### ACTIVITY
What lines in the entries hold the string "been"? List them.

Saved data entries:
**********

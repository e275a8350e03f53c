/// How an error should be handled by the outer processing loop.
///
/// Mirrors the taxonomy the core distinguishes: transient failures are
/// retried at the block level, fatal ones stop the process so an operator
/// can intervene, and unknown-method outcomes are not errors at all.
#[derive(Debug, Clone, Copy, PartialEq, Eq)]
pub enum Severity {
    /// RPC or store hiccup; the outer loop sleeps and retries the same block.
    Transient,
    /// ABI drift or an invariant violation; the process must exit.
    Fatal,
}

/// Implemented by every error type the block-processing pipeline can raise
/// so the listener loop can decide whether to retry or abort without
/// matching on concrete variants from every component.
pub trait Classify {
    fn severity(&self) -> Severity;
}
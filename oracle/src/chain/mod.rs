//! The chain adapter is the only component that speaks JSON-RPC. Every other
//! module only ever sees the small domain types defined here, so swapping
//! transports (a different node implementation, a mock for tests) never
//! ripples past this module.

pub mod rpc;

use alloy_primitives::{Address, Bytes, B256, U256};
use async_trait::async_trait;
use zion_audit_common::error::{Classify, Severity};

/// A block, reduced to what the applier needs: its height and the ordered
/// hashes of the transactions it contains.
#[derive(Debug, Clone, PartialEq, Eq)]
pub struct ChainBlock {
    pub height: u64,
    pub tx_hashes: Vec<B256>,
}

/// A transaction, reduced to what method dispatch and gas accounting need.
#[derive(Debug, Clone, PartialEq, Eq)]
pub struct ChainTransaction {
    pub hash: B256,
    pub from: Address,
    pub gas_price: U256,
    pub input: Bytes,
}

/// Whether a transaction's receipt reports success, and how much gas it
/// actually consumed.
#[derive(Debug, Clone, Copy, PartialEq, Eq)]
pub struct ChainReceipt {
    pub success: bool,
    pub gas_used: u64,
}

#[derive(Debug, thiserror::Error)]
pub enum ChainError {
    #[error("rpc transport error: {0}")]
    Transport(String),
    #[error("node returned no block at height {0}")]
    MissingBlock(u64),
    #[error("node returned no transaction for hash {0}")]
    MissingTransaction(B256),
    #[error("node returned no receipt for hash {0}")]
    MissingReceipt(B256),
    #[error("eth_call to node-manager contract failed: {0}")]
    Call(String),
    #[error(transparent)]
    Abi(#[from] crate::abi::AbiError),
}

impl Classify for ChainError {
    fn severity(&self) -> Severity {
        match self {
            // A node hiccup or a transient gap between tip and indexed
            // state; worth retrying the same height after a backoff.
            ChainError::Transport(_)
            | ChainError::MissingBlock(_)
            | ChainError::MissingTransaction(_)
            | ChainError::MissingReceipt(_)
            | ChainError::Call(_) => Severity::Transient,
            ChainError::Abi(inner) => inner.severity(),
        }
    }
}

/// Everything the listener and applier need to pull from the chain.
///
/// `sender` is kept as its own operation (rather than folded permanently
/// into `ChainTransaction`) to mirror the conceptual step the core
/// performs of recovering a transaction's signer before dispatch, even
/// though this implementation is able to read it straight off the node's
/// own RPC response instead of redoing ECDSA recovery locally.
#[async_trait]
pub trait ChainAdapter: Send + Sync {
    /// Current chain head height.
    async fn tip(&self) -> Result<u64, ChainError>;

    /// The block at `height`, or `ChainError::MissingBlock` if the node
    /// doesn't have it (e.g. it's past the current tip).
    async fn block(&self, height: u64) -> Result<ChainBlock, ChainError>;

    /// Full transaction detail by hash.
    async fn tx(&self, hash: B256) -> Result<ChainTransaction, ChainError>;

    /// Receipt by transaction hash.
    async fn receipt(&self, hash: B256) -> Result<ChainReceipt, ChainError>;

    /// The signing address of a transaction already fetched via `tx`.
    fn sender(&self, tx: &ChainTransaction) -> Address {
        tx.from
    }

    /// The validator set recorded against `id` in the node-manager
    /// contract's epoch table, via `eth_call`.
    async fn get_epoch_info(&self, id: u64) -> Result<Vec<Address>, ChainError>;
}
//! Alloy-backed [`ChainAdapter`], talking plain JSON-RPC over HTTP.
//!
//! Every method follows the same shape as `DaemonAPI`'s RPC wrappers in the
//! wallet crate this oracle was grown out of: trace-log the call, make it,
//! turn a missing result into a typed error instead of an `Option` the
//! caller has to keep unwrapping.

use std::str::FromStr;

use alloy_primitives::{Address, Bytes, B256, U256};
use alloy_provider::{Provider, ProviderBuilder};
use alloy_rpc_types_eth::{BlockNumberOrTag, BlockTransactionsKind, TransactionInput, TransactionRequest};
use async_trait::async_trait;
use log::trace;

use crate::abi;

use super::{ChainAdapter, ChainBlock, ChainError, ChainReceipt, ChainTransaction};

pub struct AlloyChainAdapter<P> {
    provider: P,
    node_manager_contract: Address,
}

/// Concrete provider type produced by [`AlloyChainAdapter::connect_http`]:
/// a plain `reqwest`-backed HTTP JSON-RPC transport against Ethereum-shaped
/// endpoints.
pub type HttpProvider = alloy_provider::RootProvider<alloy_transport_http::Http<reqwest::Client>>;

impl AlloyChainAdapter<HttpProvider> {
    /// Builds an adapter over a plain HTTP JSON-RPC endpoint.
    pub fn connect_http(rpc_url: &str, node_manager_contract: Address) -> Result<Self, ChainError> {
        let url = reqwest::Url::from_str(rpc_url)
            .map_err(|e| ChainError::Transport(format!("invalid rpc url {rpc_url}: {e}")))?;
        let provider = ProviderBuilder::new().on_http(url);
        Ok(Self {
            provider,
            node_manager_contract,
        })
    }
}

impl<P> AlloyChainAdapter<P>
where
    P: Provider,
{
    pub fn new(provider: P, node_manager_contract: Address) -> Self {
        Self {
            provider,
            node_manager_contract,
        }
    }
}

#[async_trait]
impl<P> ChainAdapter for AlloyChainAdapter<P>
where
    P: Provider + Send + Sync,
{
    async fn tip(&self) -> Result<u64, ChainError> {
        trace!("chain_adapter::tip");
        self.provider
            .get_block_number()
            .await
            .map_err(|e| ChainError::Transport(e.to_string()))
    }

    async fn block(&self, height: u64) -> Result<ChainBlock, ChainError> {
        trace!("chain_adapter::block({height})");
        let block = self
            .provider
            .get_block_by_number(BlockNumberOrTag::Number(height), BlockTransactionsKind::Hashes)
            .await
            .map_err(|e| ChainError::Transport(e.to_string()))?
            .ok_or(ChainError::MissingBlock(height))?;

        let tx_hashes = block
            .transactions
            .hashes()
            .map(|h| *h)
            .collect::<Vec<B256>>();

        Ok(ChainBlock { height, tx_hashes })
    }

    async fn tx(&self, hash: B256) -> Result<ChainTransaction, ChainError> {
        trace!("chain_adapter::tx({hash})");
        let tx = self
            .provider
            .get_transaction_by_hash(hash)
            .await
            .map_err(|e| ChainError::Transport(e.to_string()))?
            .ok_or(ChainError::MissingTransaction(hash))?;

        Ok(ChainTransaction {
            hash,
            from: tx.from,
            gas_price: U256::from(tx.gas_price.unwrap_or_default()),
            input: tx.input,
        })
    }

    async fn receipt(&self, hash: B256) -> Result<ChainReceipt, ChainError> {
        trace!("chain_adapter::receipt({hash})");
        let receipt = self
            .provider
            .get_transaction_receipt(hash)
            .await
            .map_err(|e| ChainError::Transport(e.to_string()))?
            .ok_or(ChainError::MissingReceipt(hash))?;

        Ok(ChainReceipt {
            success: receipt.status(),
            gas_used: receipt.gas_used as u64,
        })
    }

    async fn get_epoch_info(&self, id: u64) -> Result<Vec<Address>, ChainError> {
        trace!("chain_adapter::get_epoch_info({id})");
        let data = abi::encode_get_epoch_info(id);
        let request = TransactionRequest::default()
            .to(self.node_manager_contract)
            .input(TransactionInput::new(Bytes::from(data)));

        let result = self
            .provider
            .call(&request)
            .await
            .map_err(|e| ChainError::Call(e.to_string()))?;

        Ok(abi::decode_get_epoch_info_return(&result)?)
    }
}
//! End-to-end scenarios for the applier and distributor, run against a
//! real (ephemeral, per-test) Postgres database via `#[sqlx::test]` and a
//! fully in-memory chain fixture.

mod support;

use alloy_primitives::{address, U256};
use sqlx::PgPool;
use zion_audit_oracle::applier::{apply_block, ApplierError};
use zion_audit_oracle::model::{PERCENT_DENOM, TOKEN_DENOM};
use zion_audit_oracle::store::StateStore;

use support::mock_chain::MockChainAdapter;

fn keccak_like(tag: &str) -> alloy_primitives::B256 {
    alloy_primitives::keccak256(tag.as_bytes())
}

/// S1: a block containing only an `EndBlock` tx, with no validator set
/// yet, carries its whole reward pot into `AccumulatedRewards` and writes
/// no `Rewards` rows.
#[sqlx::test(migrations = "./migrations")]
async fn genesis_epoch_empty_carries_pot_forward(pool: PgPool) {
    let store = StateStore::from_pool(pool);
    let chain = MockChainAdapter::new();

    let from = address!("aaaaaaaaaaaaaaaaaaaaaaaaaaaaaaaaaaaaaaaa");
    chain.push_tx(
        10,
        keccak_like("s1-endblock"),
        from,
        U256::from(1u64),
        100,
        true,
        zion_audit_oracle::abi::encode_end_block(),
    );
    chain.set_tip(10);

    let end_block_seen = apply_block(&chain, &store, 10, false).await.unwrap();
    assert!(end_block_seen);

    let total_gas = store.sum_total_gas_up_to(10).await.unwrap();
    assert_eq!(total_gas, U256::from(100u64));

    let rewards = store.sum_rewards_up_to(from, 10).await.unwrap();
    assert_eq!(rewards, U256::ZERO);
}

/// S2: create a validator, stake against it from a second address, then
/// end the block with one zero-gas tx while an epoch with that single
/// validator is active. The tiny reward pot (just the fixed block
/// subsidy) floors almost everything to zero, which is expected.
#[sqlx::test(migrations = "./migrations")]
async fn create_stake_and_distribute(pool: PgPool) {
    let store = StateStore::from_pool(pool);
    let chain = MockChainAdapter::new();

    let a = address!("1111111111111111111111111111111111111111");
    let b = address!("2222222222222222222222222222222222222222");
    let c1 = address!("3333333333333333333333333333333333333333");

    chain.push_tx(
        20,
        keccak_like("s2-create"),
        a,
        U256::ZERO,
        0,
        true,
        zion_audit_oracle::abi::encode_create_validator(c1, U256::from(1000u64), U256::from(1000u64)),
    );
    chain.set_tip(20);
    apply_block(&chain, &store, 20, false).await.unwrap();

    // Seed the active epoch directly: ChangeEpoch isn't exercised by this
    // scenario, only its end result.
    seed_epoch(&store, 2, vec![c1]).await;

    chain.push_tx(
        21,
        keccak_like("s2-stake"),
        b,
        U256::ZERO,
        0,
        true,
        zion_audit_oracle::abi::encode_stake(c1, U256::from(1000u64)),
    );
    chain.push_tx(
        21,
        keccak_like("s2-endblock"),
        a,
        U256::from(1u64),
        0,
        true,
        zion_audit_oracle::abi::encode_end_block(),
    );
    chain.set_tip(21);
    let end_block_seen = apply_block(&chain, &store, 21, false).await.unwrap();
    assert!(end_block_seen);

    // Pot = 0 (gas) + 1 (subsidy) + 0 (no prior carry) = 1; per_validator
    // floors to 1, commission and both stakers' shares floor to 0.
    assert_eq!(store.sum_rewards_up_to(a, 21).await.unwrap(), U256::ZERO);
    assert_eq!(store.sum_rewards_up_to(b, 21).await.unwrap(), U256::ZERO);

    let validator = store.load_validator(c1).await.unwrap().unwrap();
    assert_eq!(validator.total_stake, U256::from(2000u64));
    assert_eq!(validator.self_stake, U256::from(1000u64));
}

/// S3: unstaking more than is on deposit is a fatal invariant violation,
/// not a silently clamped no-op.
#[sqlx::test(migrations = "./migrations")]
async fn unstake_below_zero_is_fatal(pool: PgPool) {
    let store = StateStore::from_pool(pool);
    let chain = MockChainAdapter::new();

    let a = address!("4444444444444444444444444444444444444444");
    let c1 = address!("5555555555555555555555555555555555555555");

    chain.push_tx(
        30,
        keccak_like("s3-create"),
        a,
        U256::ZERO,
        0,
        true,
        zion_audit_oracle::abi::encode_create_validator(c1, U256::ZERO, U256::from(500u64)),
    );
    chain.set_tip(30);
    apply_block(&chain, &store, 30, false).await.unwrap();

    chain.push_tx(
        31,
        keccak_like("s3-unstake"),
        a,
        U256::ZERO,
        0,
        true,
        zion_audit_oracle::abi::encode_unstake(c1, U256::from(600u64)),
    );
    chain.set_tip(31);

    let result = apply_block(&chain, &store, 31, false).await;
    assert!(matches!(result, Err(ApplierError::Underflow(addr)) if addr == c1));

    // The partial mutation from loading the validator must not have been
    // committed: total_stake is exactly what it was before the attempt.
    let validator = store.load_validator(c1).await.unwrap().unwrap();
    assert_eq!(validator.total_stake, U256::from(500u64));
}

/// S4: the same transaction hash appearing twice within a block is only
/// applied once, but gas is still charged for both occurrences.
#[sqlx::test(migrations = "./migrations")]
async fn duplicate_tx_in_block_applied_once(pool: PgPool) {
    let store = StateStore::from_pool(pool);
    let chain = MockChainAdapter::new();

    let a = address!("6666666666666666666666666666666666666666");
    let c1 = address!("7777777777777777777777777777777777777777");
    let hash = keccak_like("s4-duplicate");

    chain.push_tx(
        40,
        hash,
        a,
        U256::from(2u64),
        10,
        true,
        zion_audit_oracle::abi::encode_create_validator(c1, U256::ZERO, U256::from(100u64)),
    );
    // Push the exact same hash a second time at the same height: the mock
    // chain's block now lists it twice, as the pathological scenario
    // requires.
    chain.push_tx(
        40,
        hash,
        a,
        U256::from(2u64),
        10,
        true,
        zion_audit_oracle::abi::encode_create_validator(c1, U256::ZERO, U256::from(100u64)),
    );
    chain.set_tip(40);

    apply_block(&chain, &store, 40, false).await.unwrap();

    let validator = store.load_validator(c1).await.unwrap().unwrap();
    assert_eq!(validator.total_stake, U256::from(100u64), "state transition must not double-apply");

    let total_gas = store.sum_total_gas_up_to(40).await.unwrap();
    assert_eq!(total_gas, U256::from(40u64), "gas is charged for every occurrence regardless of dedup");
}

/// S5: with fewer than four recorded validators, epoch rotation produces
/// an empty validator set and never calls out to the chain.
#[sqlx::test(migrations = "./migrations")]
async fn epoch_rotation_below_threshold_is_empty(pool: PgPool) {
    let store = StateStore::from_pool(pool);
    let chain = MockChainAdapter::new();

    let a = address!("8888888888888888888888888888888888888888");
    for i in 0..3u8 {
        let consensus = alloy_primitives::Address::repeat_byte(i + 1);
        chain.push_tx(
            50,
            keccak_like(&format!("s5-create-{i}")),
            a,
            U256::ZERO,
            0,
            true,
            zion_audit_oracle::abi::encode_create_validator(consensus, U256::ZERO, U256::from(1u64)),
        );
    }
    chain.push_tx(
        50,
        keccak_like("s5-changeepoch"),
        a,
        U256::ZERO,
        0,
        true,
        zion_audit_oracle::abi::encode_change_epoch(),
    );
    chain.set_tip(50);

    apply_block(&chain, &store, 50, false).await.unwrap();

    let epoch = store.load_latest_epoch_info().await.unwrap().unwrap();
    assert_eq!(epoch.id, 2);
    assert!(epoch.validators.is_empty());
}

/// S6: `getrewards`-style aggregation sums every reward row up to the
/// cutoff height, inclusive.
#[sqlx::test(migrations = "./migrations")]
async fn query_sum_identity(pool: PgPool) {
    let store = StateStore::from_pool(pool);
    let a = address!("9999999999999999999999999999999999999999");

    insert_reward_row(&store, a, 100, 3).await;
    insert_reward_row(&store, a, 200, 7).await;
    insert_reward_row(&store, a, 300, 11).await;

    let sum = store.sum_rewards_up_to(a, 250).await.unwrap();
    assert_eq!(sum, U256::from(10u64));
}

async fn seed_epoch(store: &StateStore, id: u64, validators: Vec<alloy_primitives::Address>) {
    let mut txn = store.begin_block().await.unwrap();
    txn.insert_epoch_info(&zion_audit_oracle::model::EpochInfo { id, validators })
        .await
        .unwrap();
    // Commits at an arbitrary height; this fixture only cares about the
    // epoch_info row, not the cursor.
    txn.commit(1).await.unwrap();
}

async fn insert_reward_row(store: &StateStore, address: alloy_primitives::Address, height: u64, amount: u64) {
    let mut txn = store.begin_block().await.unwrap();
    txn.insert_reward_row(address, height, U256::from(amount)).await.unwrap();
    txn.commit(1).await.unwrap();
}

#[allow(dead_code)]
fn denominators_are_the_documented_constants() {
    assert_eq!(PERCENT_DENOM, U256::from(10_000u64));
    assert_eq!(TOKEN_DENOM, U256::from(1_000_000_000_000_000_000u128));
}
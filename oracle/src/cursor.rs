//! The cursor is just the height of the last block whose state transitions
//! are fully durable. There is deliberately no in-memory copy of it: every
//! read goes back to the store, and the only write is the one bundled into
//! the same transaction as the block it advances past (see
//! [`crate::store::BlockTxn::commit`]), so a crash can never leave the
//! cursor ahead of the state it's supposed to describe.

use crate::store::{StateStore, StoreError};

/// Height to resume indexing from: one past the last durably-applied
/// block, or `1` if nothing has ever been applied.
pub async fn load(store: &StateStore) -> Result<u64, StoreError> {
    store.load_track_height().await
}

**********

### RESULT FOR THIS TASK
    // The partial mutation from loading the validator must not have been
/// block, or `1` if nothing has ever been applied.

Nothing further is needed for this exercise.